El suero más cercano reposaba en Anchorage, a más de 1600 kilómetros. El tren podía llevarlo hasta donde las vías se atrevían a llegar, pero el trayecto más difícil -1085 kilómetros de un infierno blanco- solo podía enfrentarse de una manera: un relevo de perros de trineo.
La prensa lo bautizó como la Gran Carrera de la Misericordia.
El relevo de la vida
Veinte mushers y 150 perros se lanzaron al desafío. Cada equipo debía recorrer entre 50 y 80 kilómetros en temperaturas capaces de detener un avión en pleno vuelo. Pero había un tramo que ningún piloto ni hombre en su sano juicio querría atravesar: el traicionero Norton Sound, una bahía congelada donde el hielo cruje como dinamita bajo los pies y el viento puede arrancar a un trineo entero y arrastrarlo al mar abierto.
Y ese tramo tenía un nombre escrito desde el principio: Leonard Seppala.
Leonhard Seppala junto a Togo
Seppala y Togo: contra el mar que respira
Seppala, inmigrante noruego y leyenda de las carreras, fue quien introdujo en Alaska un perro distinto: el Husky Siberiano, veloz, resistente y casi inexplicablemente incansable. Su líder era Togo, un pequeño husky de ojos vivaces y 12 años de edad.
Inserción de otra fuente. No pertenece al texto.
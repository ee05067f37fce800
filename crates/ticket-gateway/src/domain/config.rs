//! Gateway configuration with validation.
//!
//! The file is JSON. Field names match the configuration files already
//! deployed alongside the gateway, hence the PascalCase keys.

use crate::domain::routing::{Destination, RoutingTable};
use serde::{Deserialize, Serialize};
use std::collections::HashMap;
use std::net::{IpAddr, Ipv4Addr, SocketAddr};
use std::path::{Path, PathBuf};
use std::time::Duration;

/// Environment variable that replaces `RabbitPassword` when set.
pub const RABBIT_PASSWORD_ENV: &str = "GATEWAY_RABBIT_PASSWORD";

/// Main gateway configuration
#[derive(Debug, Clone, Serialize, Deserialize)]
#[serde(rename_all = "PascalCase", default)]
pub struct GatewayConfig {
    /// HTTP listen address, e.g. `":8080"` or `"127.0.0.1:8080"`
    #[serde(rename = "HTTP")]
    pub http: String,
    /// Directory of `.priv` decryption keys, named by fingerprint
    pub sources_keys_path: PathBuf,
    /// Directory of `.pub` ticket verification keys, named by signer id
    pub ticket_keys_path: PathBuf,
    /// Prefix applied to every task's URIs before dispatch
    #[serde(rename = "SampleStorageURI")]
    pub sample_storage_uri: String,
    /// Organization -> allowed task names (`*` allows all)
    pub allowed_tasks: HashMap<String, Vec<String>>,
    /// Broker `host:port[/vhost]`
    #[serde(rename = "RabbitURI")]
    pub rabbit_uri: String,
    /// Broker user
    pub rabbit_user: String,
    /// Broker password
    pub rabbit_password: String,
    /// Destination for analyses without an override
    pub rabbit_default: Destination,
    /// Per-analysis override destinations
    pub rabbit: HashMap<String, Destination>,
    /// Reconnect policy after a failed publish
    pub reconnect: ReconnectConfig,
    /// Broker deadlines
    pub timeouts: TimeoutConfig,
}

impl Default for GatewayConfig {
    fn default() -> Self {
        Self {
            http: ":8080".to_string(),
            sources_keys_path: PathBuf::from("keys/sources"),
            ticket_keys_path: PathBuf::from("keys/tickets"),
            sample_storage_uri: String::new(),
            allowed_tasks: HashMap::new(),
            rabbit_uri: "localhost:5672/".to_string(),
            rabbit_user: "guest".to_string(),
            rabbit_password: "guest".to_string(),
            rabbit_default: Destination::new("totem_input", "totem", "work.static.totem"),
            rabbit: HashMap::new(),
            reconnect: ReconnectConfig::default(),
            timeouts: TimeoutConfig::default(),
        }
    }
}

impl GatewayConfig {
    /// Read, parse and validate a configuration file, then apply environment
    /// overrides.
    pub fn from_file(path: impl AsRef<Path>) -> Result<Self, ConfigError> {
        let path = path.as_ref();
        let raw = std::fs::read_to_string(path)
            .map_err(|e| ConfigError::Io(format!("{}: {e}", path.display())))?;
        let mut config = Self::from_json(&raw)?;
        config.apply_env_overrides(|name| std::env::var(name).ok());
        config.validate()?;
        Ok(config)
    }

    /// Parse without validating.
    pub fn from_json(raw: &str) -> Result<Self, ConfigError> {
        serde_json::from_str(raw).map_err(|e| ConfigError::Parse(e.to_string()))
    }

    /// Apply environment overrides using `lookup` to read variables.
    pub fn apply_env_overrides<F>(&mut self, lookup: F)
    where
        F: Fn(&str) -> Option<String>,
    {
        if let Some(password) = lookup(RABBIT_PASSWORD_ENV) {
            self.rabbit_password = password;
        }
    }

    /// Validate configuration
    pub fn validate(&self) -> Result<(), ConfigError> {
        self.http_addr()?;

        if self.rabbit_uri.trim().is_empty() {
            return Err(ConfigError::Invalid("RabbitURI cannot be empty".into()));
        }

        if self.sources_keys_path.as_os_str().is_empty() {
            return Err(ConfigError::Invalid(
                "SourcesKeysPath cannot be empty".into(),
            ));
        }
        if self.ticket_keys_path.as_os_str().is_empty() {
            return Err(ConfigError::Invalid("TicketKeysPath cannot be empty".into()));
        }

        validate_destination("RabbitDefault", &self.rabbit_default)?;
        for (task, destination) in &self.rabbit {
            validate_destination(&format!("Rabbit.{task}"), destination)?;
        }

        for (org, tasks) in &self.allowed_tasks {
            if tasks.is_empty() {
                return Err(ConfigError::Invalid(format!(
                    "AllowedTasks.{org} cannot be empty"
                )));
            }
        }

        if self.reconnect.attempts == 0 {
            return Err(ConfigError::Invalid(
                "Reconnect.Attempts cannot be 0".into(),
            ));
        }

        if self.timeouts.connect.is_zero() {
            return Err(ConfigError::InvalidTimeout(
                "connect timeout cannot be 0".into(),
            ));
        }
        if self.timeouts.publish.is_zero() {
            return Err(ConfigError::InvalidTimeout(
                "publish timeout cannot be 0".into(),
            ));
        }

        Ok(())
    }

    /// Get HTTP server bind address. A bare `":port"` binds all interfaces.
    pub fn http_addr(&self) -> Result<SocketAddr, ConfigError> {
        let raw = self.http.trim();
        if let Some(port) = raw.strip_prefix(':') {
            let port = port
                .parse::<u16>()
                .map_err(|_| ConfigError::InvalidAddress(raw.to_string()))?;
            return Ok(SocketAddr::new(IpAddr::V4(Ipv4Addr::UNSPECIFIED), port));
        }
        raw.parse()
            .map_err(|_| ConfigError::InvalidAddress(raw.to_string()))
    }

    /// AMQP connection URI including credentials.
    pub fn broker_uri(&self) -> String {
        format!(
            "amqp://{}:{}@{}",
            self.rabbit_user, self.rabbit_password, self.rabbit_uri
        )
    }

    /// Routing table built from `RabbitDefault` and `Rabbit`.
    pub fn routing_table(&self) -> RoutingTable {
        RoutingTable::new(self.rabbit_default.clone(), self.rabbit.clone())
    }
}

fn validate_destination(name: &str, destination: &Destination) -> Result<(), ConfigError> {
    if destination.exchange.trim().is_empty() {
        return Err(ConfigError::Invalid(format!("{name}.Exchange cannot be empty")));
    }
    if destination.queue.trim().is_empty() {
        return Err(ConfigError::Invalid(format!("{name}.Queue cannot be empty")));
    }
    Ok(())
}

/// Reconnect policy applied after a failed publish
#[derive(Debug, Clone, Serialize, Deserialize)]
#[serde(rename_all = "PascalCase", default)]
pub struct ReconnectConfig {
    /// Dial attempts before giving up (default: 3)
    pub attempts: u32,
    /// Pause between dial attempts (default: 3s)
    #[serde(with = "humantime_serde")]
    pub delay: Duration,
}

impl Default for ReconnectConfig {
    fn default() -> Self {
        Self {
            attempts: 3,
            delay: Duration::from_secs(3),
        }
    }
}

/// Deadlines for blocking broker operations
#[derive(Debug, Clone, Serialize, Deserialize)]
#[serde(rename_all = "PascalCase", default)]
pub struct TimeoutConfig {
    /// Dial + channel setup + declarations
    #[serde(with = "humantime_serde")]
    pub connect: Duration,
    /// A single publish including its broker confirmation
    #[serde(with = "humantime_serde")]
    pub publish: Duration,
}

impl Default for TimeoutConfig {
    fn default() -> Self {
        Self {
            connect: Duration::from_secs(10),
            publish: Duration::from_secs(10),
        }
    }
}

/// Configuration errors
#[derive(Debug, Clone, PartialEq, Eq, thiserror::Error)]
pub enum ConfigError {
    /// File could not be read
    #[error("cannot read configuration: {0}")]
    Io(String),
    /// File is not valid configuration JSON
    #[error("cannot parse configuration: {0}")]
    Parse(String),
    /// Listen address does not parse
    #[error("invalid listen address: {0}")]
    InvalidAddress(String),
    /// Invalid timeout value
    #[error("invalid timeout: {0}")]
    InvalidTimeout(String),
    /// General configuration error
    #[error("invalid configuration: {0}")]
    Invalid(String),
}

/// Humantime serde module for Duration serialization
mod humantime_serde {
    use serde::{Deserialize, Deserializer, Serializer};
    use std::time::Duration;

    pub fn serialize<S>(duration: &Duration, serializer: S) -> Result<S::Ok, S::Error>
    where
        S: Serializer,
    {
        if duration.subsec_millis() == 0 {
            serializer.serialize_str(&format!("{}s", duration.as_secs()))
        } else {
            serializer.serialize_str(&format!("{}ms", duration.as_millis()))
        }
    }

    pub fn deserialize<'de, D>(deserializer: D) -> Result<Duration, D::Error>
    where
        D: Deserializer<'de>,
    {
        let s = String::deserialize(deserializer)?;
        parse_duration(&s).map_err(serde::de::Error::custom)
    }

    pub(super) fn parse_duration(s: &str) -> Result<Duration, &'static str> {
        let s = s.trim();
        if let Some(ms) = s.strip_suffix("ms") {
            ms.trim()
                .parse::<u64>()
                .map(Duration::from_millis)
                .map_err(|_| "invalid milliseconds")
        } else if let Some(secs) = s.strip_suffix('s') {
            secs.trim()
                .parse::<u64>()
                .map(Duration::from_secs)
                .map_err(|_| "invalid seconds")
        } else if let Some(mins) = s.strip_suffix('m') {
            mins.trim()
                .parse::<u64>()
                .map(|m| Duration::from_secs(m * 60))
                .map_err(|_| "invalid minutes")
        } else {
            // Plain number = seconds
            s.parse::<u64>()
                .map(Duration::from_secs)
                .map_err(|_| "invalid duration format")
        }
    }
}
Un perro que había empezado la vida como un cachorro enfermizo, incapaz de quedarse quieto, obstinado hasta la exasperación… y destinado a convertirse en leyenda.
Cuando Seppala partió hacia el este, lo hizo a contrarreloj, intentando interceptar el suero en mitad de una tormenta que los antiguos describirían como "la peor en 20 años". La sensación térmica alcanzaba los -65°C. Seppala no podía ver ni el contorno de sus propios perros. En el silencio blanco, Togo avanzaba como si pudiera leer el viento.
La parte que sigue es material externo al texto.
//! # Shared Crypto - Ticket Envelope Primitives
//!
//! ## Components
//!
//! | Module | Algorithm | Use Case |
//! |--------|-----------|----------|
//! | `symmetric` | AES-CBC, byte-value padding | Ticket payload and answer encryption |
//! | `asymmetric` | RSA-OAEP (SHA-256) | Wrapping the per-request AES key |
//! | `signatures` | RSASSA-PKCS1-v1_5 (SHA-256) | Ticket signatures |
//!
//! ## Security Properties
//!
//! - **Key hygiene**: symmetric keys are zeroized on drop and never printed
//! - **IV discipline**: responses use [`Iv::flipped`], never the request IV
//! - **Lenient unpadding**: the CBC layer only rejects empty plaintexts and
//!   oversized pad lengths

#![warn(missing_docs)]
#![warn(clippy::all)]

pub mod asymmetric;
pub mod errors;
pub mod signatures;
pub mod symmetric;

// Re-exports
pub use asymmetric::{PrivateKey, PublicKey};
pub use errors::CryptoError;
pub use signatures::{sign, verify};
pub use symmetric::{decrypt, encrypt, Iv, SymmetricKey, BLOCK_SIZE};

/// Crate version
pub const VERSION: &str = env!("CARGO_PKG_VERSION");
En el Norton Sound, donde el hielo "respira" con las mareas, su valentía quedó grabada para siempre. El equipo quedó atrapado en un témpano que se desprendió bajo sus pies. Togo cayó a las aguas negras del Ártico, pero emergió sujeto a la cuerda con los dientes. Tiró de ella con tal fuerza que logró acercar el trineo a tierra firme. Su instinto -que captaba vibraciones invisibles y cambios de presión- salvó a todo el equipo.
La hazaña imposible
Mientras la mayoría de los equipos recorrieron entre 50 y 80 kilómetros, Seppala y sus perros cubrieron 425 kilómetros, enfrentándose al Sound de ida y vuelta. Fue, como documentarían años después los historiadores, una hazaña biológica difícil de explicar, un acto de resistencia casi más propio de fábulas que del mundo real.
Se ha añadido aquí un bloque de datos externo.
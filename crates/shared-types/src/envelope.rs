//! # Ticket Envelope
//!
//! The hybrid-encrypted wire form of a ticket.
//!
//! ## Security Properties
//!
//! - The symmetric key is wrapped with the gateway's RSA key selected by
//!   `key_fingerprint` (OAEP, SHA-256).
//! - The payload is AES-CBC encrypted under that key and `iv`.
//! - The response reuses the key but never the IV.

/// One inbound submission, after transport decoding.
#[derive(Clone, PartialEq, Eq)]
pub struct Envelope {
    /// Selects the gateway decryption key.
    pub key_fingerprint: String,
    /// RSA-OAEP wrapped AES key.
    pub encrypted_key: Vec<u8>,
    /// AES-CBC encrypted ticket JSON.
    pub encrypted: Vec<u8>,
    /// CBC initialization vector of the request.
    pub iv: Vec<u8>,
}

impl std::fmt::Debug for Envelope {
    fn fmt(&self, f: &mut std::fmt::Formatter<'_>) -> std::fmt::Result {
        f.debug_struct("Envelope")
            .field("key_fingerprint", &self.key_fingerprint)
            .field("encrypted_key_len", &self.encrypted_key.len())
            .field("encrypted_len", &self.encrypted.len())
            .field("iv_len", &self.iv.len())
            .finish()
    }
}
La llegada final a Nome ocurrió a las 5:30 de la mañana del 2 de febrero de 1925. Las cámaras aguardaban, los periodistas también. Y quien apareció en la calle principal aquel día fue Gunnar Kaasen, guiado por un perro llamado Balto.
Balto posó para la prensa. Balto recibió una estatua. Balto se convirtió en la cara visible del milagro.
Pero Togo, agotado y físicamente roto tras su travesía épica, quedó en segundo plano. Seppala, que conocía la verdad mejor que nadie, dijo entonces una frase que todavía resuena en los archivos del Ártico:
"Espero no volver a ser el hombre que fui antes de este viaje.
Ningún perro me ha dado tanto y ha pedido tan poco como Togo."
Togo murió en 1929, lejos de los focos, en una granja de Maine. Durante décadas, el mundo olvidó su nombre. Casi un siglo después, el tiempo -implacable pero justo- empezó a poner cada pieza en su lugar. Artículos, investigaciones y una película reciente devolvieron a Togo al sitio que le correspondía desde el principio: el verdadero motor del milagro, el líder que abrió camino cuando nadie más podía hacerlo.
Hoy, en las noches de tormenta, los habitantes de Nome dicen que el viento que sopla desde el estrecho de Bering no es solo viento: son los ecos de los 150 perros que corrieron para salvar a los niños de la ciudad. Y al frente de todos ellos, aún corre el espíritu de un pequeño husky testarudo, nacido para desafiar al hielo.